Dataset entries
<<<<

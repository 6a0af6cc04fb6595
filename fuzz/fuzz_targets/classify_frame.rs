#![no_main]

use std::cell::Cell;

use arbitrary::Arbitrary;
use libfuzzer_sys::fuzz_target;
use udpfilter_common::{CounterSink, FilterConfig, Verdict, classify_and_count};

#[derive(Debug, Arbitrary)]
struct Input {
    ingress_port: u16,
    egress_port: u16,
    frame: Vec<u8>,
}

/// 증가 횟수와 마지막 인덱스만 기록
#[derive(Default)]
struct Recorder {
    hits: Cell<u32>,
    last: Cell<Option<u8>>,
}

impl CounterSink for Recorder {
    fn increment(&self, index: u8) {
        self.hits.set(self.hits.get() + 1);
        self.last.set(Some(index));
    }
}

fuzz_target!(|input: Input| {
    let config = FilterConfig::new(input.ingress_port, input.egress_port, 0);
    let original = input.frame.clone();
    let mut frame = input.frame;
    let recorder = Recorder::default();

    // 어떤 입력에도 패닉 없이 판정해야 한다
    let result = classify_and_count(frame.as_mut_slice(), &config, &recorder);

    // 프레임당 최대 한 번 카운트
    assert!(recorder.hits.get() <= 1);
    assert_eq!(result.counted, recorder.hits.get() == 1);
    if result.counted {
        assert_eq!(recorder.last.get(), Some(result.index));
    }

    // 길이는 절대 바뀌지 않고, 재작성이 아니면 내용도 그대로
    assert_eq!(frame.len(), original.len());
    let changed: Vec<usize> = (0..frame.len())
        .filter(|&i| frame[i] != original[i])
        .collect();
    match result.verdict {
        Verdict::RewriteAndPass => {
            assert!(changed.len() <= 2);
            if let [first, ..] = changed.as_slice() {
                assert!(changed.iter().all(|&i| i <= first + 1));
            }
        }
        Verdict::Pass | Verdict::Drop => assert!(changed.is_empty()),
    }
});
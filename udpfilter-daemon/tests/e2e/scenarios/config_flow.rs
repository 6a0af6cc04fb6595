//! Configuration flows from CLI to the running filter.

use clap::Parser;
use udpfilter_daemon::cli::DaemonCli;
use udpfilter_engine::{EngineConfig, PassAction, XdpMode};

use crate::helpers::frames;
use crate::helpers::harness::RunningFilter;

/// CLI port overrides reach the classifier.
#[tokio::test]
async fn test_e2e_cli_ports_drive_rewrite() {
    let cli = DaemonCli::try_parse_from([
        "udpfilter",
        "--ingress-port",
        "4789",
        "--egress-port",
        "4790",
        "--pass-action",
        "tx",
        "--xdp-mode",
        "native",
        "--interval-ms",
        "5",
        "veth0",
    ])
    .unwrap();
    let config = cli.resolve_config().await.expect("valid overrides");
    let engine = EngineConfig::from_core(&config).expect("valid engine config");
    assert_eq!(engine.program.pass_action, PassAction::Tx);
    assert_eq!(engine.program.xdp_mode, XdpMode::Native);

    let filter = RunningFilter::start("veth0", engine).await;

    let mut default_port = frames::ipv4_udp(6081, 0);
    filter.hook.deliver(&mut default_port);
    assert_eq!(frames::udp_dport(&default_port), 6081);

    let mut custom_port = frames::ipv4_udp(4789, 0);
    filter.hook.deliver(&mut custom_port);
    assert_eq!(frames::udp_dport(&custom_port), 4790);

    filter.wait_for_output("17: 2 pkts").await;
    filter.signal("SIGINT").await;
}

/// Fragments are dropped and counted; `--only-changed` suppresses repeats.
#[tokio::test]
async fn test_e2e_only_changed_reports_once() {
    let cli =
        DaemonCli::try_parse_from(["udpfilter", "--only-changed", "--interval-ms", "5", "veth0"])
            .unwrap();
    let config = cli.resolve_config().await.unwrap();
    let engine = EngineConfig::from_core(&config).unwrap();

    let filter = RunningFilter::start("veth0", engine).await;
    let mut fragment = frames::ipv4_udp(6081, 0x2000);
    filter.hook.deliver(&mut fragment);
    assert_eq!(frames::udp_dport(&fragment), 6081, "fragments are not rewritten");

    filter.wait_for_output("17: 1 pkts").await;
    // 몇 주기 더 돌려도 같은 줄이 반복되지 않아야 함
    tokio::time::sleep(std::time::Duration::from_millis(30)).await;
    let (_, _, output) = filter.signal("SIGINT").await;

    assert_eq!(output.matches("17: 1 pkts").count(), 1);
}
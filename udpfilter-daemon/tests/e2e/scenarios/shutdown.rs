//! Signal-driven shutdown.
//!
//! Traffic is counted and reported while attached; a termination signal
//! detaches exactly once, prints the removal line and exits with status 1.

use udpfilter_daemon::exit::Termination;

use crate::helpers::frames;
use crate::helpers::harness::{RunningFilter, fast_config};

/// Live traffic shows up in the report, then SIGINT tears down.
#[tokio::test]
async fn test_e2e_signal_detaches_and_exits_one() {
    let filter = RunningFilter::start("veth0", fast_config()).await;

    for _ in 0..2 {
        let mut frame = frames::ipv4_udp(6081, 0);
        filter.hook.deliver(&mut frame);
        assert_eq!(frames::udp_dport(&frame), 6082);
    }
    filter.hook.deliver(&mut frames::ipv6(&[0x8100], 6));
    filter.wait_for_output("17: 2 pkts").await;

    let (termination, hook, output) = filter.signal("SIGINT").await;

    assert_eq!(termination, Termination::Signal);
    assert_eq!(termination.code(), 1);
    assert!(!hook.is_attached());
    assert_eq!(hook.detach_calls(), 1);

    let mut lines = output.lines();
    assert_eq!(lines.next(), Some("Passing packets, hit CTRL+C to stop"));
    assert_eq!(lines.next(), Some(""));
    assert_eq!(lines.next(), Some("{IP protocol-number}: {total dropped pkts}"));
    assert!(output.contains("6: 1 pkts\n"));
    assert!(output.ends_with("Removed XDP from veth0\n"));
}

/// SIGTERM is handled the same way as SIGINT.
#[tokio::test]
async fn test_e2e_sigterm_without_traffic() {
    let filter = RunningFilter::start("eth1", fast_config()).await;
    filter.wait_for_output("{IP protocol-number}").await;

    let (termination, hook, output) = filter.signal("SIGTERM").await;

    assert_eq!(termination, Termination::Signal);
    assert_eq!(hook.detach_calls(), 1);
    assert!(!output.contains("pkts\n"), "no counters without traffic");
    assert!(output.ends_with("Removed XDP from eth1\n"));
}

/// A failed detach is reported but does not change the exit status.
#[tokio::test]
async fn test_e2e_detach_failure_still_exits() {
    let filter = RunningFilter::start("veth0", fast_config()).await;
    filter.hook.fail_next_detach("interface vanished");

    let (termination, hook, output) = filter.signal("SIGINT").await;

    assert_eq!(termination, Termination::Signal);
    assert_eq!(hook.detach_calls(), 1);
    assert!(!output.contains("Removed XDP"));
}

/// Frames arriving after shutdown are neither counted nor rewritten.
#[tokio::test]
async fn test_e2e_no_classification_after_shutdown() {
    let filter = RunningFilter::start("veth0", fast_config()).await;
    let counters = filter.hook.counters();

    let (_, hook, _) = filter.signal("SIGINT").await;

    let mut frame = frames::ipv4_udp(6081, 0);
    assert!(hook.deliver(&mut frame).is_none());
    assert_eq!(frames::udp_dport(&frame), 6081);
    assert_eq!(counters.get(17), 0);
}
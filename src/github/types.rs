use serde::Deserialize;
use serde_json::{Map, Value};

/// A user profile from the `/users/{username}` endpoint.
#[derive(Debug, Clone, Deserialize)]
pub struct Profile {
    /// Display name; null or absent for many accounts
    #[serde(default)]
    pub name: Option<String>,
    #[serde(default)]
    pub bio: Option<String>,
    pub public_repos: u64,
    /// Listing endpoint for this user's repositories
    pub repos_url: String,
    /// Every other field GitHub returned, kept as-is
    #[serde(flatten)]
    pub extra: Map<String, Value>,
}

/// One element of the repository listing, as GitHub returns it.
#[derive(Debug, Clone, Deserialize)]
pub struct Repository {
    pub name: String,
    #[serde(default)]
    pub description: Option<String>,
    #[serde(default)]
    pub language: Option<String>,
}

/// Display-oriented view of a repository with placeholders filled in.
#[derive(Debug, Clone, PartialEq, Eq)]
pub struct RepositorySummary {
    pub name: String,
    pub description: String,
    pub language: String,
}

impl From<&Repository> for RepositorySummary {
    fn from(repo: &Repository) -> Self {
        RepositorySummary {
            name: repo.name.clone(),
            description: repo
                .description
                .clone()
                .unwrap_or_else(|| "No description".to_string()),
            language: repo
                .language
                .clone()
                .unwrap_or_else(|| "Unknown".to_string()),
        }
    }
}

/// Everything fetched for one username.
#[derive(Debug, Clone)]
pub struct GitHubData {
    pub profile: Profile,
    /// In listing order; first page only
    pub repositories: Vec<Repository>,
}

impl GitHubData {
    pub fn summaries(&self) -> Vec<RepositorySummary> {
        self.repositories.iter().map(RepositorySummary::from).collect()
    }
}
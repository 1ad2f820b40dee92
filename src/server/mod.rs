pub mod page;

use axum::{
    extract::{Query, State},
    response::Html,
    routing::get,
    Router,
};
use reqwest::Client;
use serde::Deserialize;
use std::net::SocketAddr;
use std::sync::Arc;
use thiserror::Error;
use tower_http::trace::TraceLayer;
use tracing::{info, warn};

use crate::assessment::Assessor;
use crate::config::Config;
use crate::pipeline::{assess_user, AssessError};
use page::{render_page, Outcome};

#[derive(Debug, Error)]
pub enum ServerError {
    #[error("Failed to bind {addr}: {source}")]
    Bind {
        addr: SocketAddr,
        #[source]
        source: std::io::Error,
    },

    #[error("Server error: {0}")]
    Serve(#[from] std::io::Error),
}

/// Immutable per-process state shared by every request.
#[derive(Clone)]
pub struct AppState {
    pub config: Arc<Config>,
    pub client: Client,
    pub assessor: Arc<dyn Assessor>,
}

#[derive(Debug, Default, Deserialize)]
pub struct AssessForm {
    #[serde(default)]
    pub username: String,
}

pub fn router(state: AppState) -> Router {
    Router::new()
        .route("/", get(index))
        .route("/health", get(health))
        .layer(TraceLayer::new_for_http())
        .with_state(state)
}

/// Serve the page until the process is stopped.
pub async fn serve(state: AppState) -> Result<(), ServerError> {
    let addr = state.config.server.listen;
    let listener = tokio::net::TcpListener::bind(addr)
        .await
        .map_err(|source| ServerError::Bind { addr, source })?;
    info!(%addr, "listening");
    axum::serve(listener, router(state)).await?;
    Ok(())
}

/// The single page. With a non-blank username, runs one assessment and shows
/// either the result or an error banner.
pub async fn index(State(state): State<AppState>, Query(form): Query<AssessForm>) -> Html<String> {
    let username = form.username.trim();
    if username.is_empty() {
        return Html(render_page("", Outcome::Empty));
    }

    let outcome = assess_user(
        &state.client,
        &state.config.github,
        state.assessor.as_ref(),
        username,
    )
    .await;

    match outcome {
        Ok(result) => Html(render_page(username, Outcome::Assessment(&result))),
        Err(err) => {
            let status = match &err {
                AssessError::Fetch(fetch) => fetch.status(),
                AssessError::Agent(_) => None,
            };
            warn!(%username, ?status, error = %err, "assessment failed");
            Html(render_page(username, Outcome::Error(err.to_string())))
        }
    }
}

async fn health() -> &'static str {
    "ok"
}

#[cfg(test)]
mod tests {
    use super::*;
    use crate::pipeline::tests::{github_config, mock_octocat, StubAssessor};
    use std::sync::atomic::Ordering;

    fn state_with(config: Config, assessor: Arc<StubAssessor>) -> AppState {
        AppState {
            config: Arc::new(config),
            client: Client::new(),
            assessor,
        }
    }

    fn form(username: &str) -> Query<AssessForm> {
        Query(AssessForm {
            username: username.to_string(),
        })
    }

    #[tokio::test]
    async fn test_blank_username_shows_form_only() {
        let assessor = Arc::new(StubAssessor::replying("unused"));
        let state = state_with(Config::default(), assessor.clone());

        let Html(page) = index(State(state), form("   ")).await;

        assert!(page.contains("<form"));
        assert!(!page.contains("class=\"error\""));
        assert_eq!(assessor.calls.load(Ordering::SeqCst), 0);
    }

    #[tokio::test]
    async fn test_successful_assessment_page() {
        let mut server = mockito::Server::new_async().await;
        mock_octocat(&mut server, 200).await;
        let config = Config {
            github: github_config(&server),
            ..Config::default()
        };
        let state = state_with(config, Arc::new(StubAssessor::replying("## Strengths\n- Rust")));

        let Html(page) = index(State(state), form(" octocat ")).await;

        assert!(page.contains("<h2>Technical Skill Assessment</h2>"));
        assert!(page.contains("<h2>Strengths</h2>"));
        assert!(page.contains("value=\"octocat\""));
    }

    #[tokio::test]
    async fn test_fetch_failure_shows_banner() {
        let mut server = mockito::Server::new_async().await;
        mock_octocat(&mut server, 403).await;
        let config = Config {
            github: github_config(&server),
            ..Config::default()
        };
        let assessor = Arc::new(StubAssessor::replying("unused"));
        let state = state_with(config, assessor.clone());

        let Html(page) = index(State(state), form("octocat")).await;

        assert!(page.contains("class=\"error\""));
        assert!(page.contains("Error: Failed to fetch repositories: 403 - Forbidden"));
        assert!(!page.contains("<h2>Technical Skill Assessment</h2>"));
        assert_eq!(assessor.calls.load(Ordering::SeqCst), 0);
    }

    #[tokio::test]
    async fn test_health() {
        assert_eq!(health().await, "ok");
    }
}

>>>>

Count up the lines in the records where the string "impl" appears. Your reply is that number alone.

3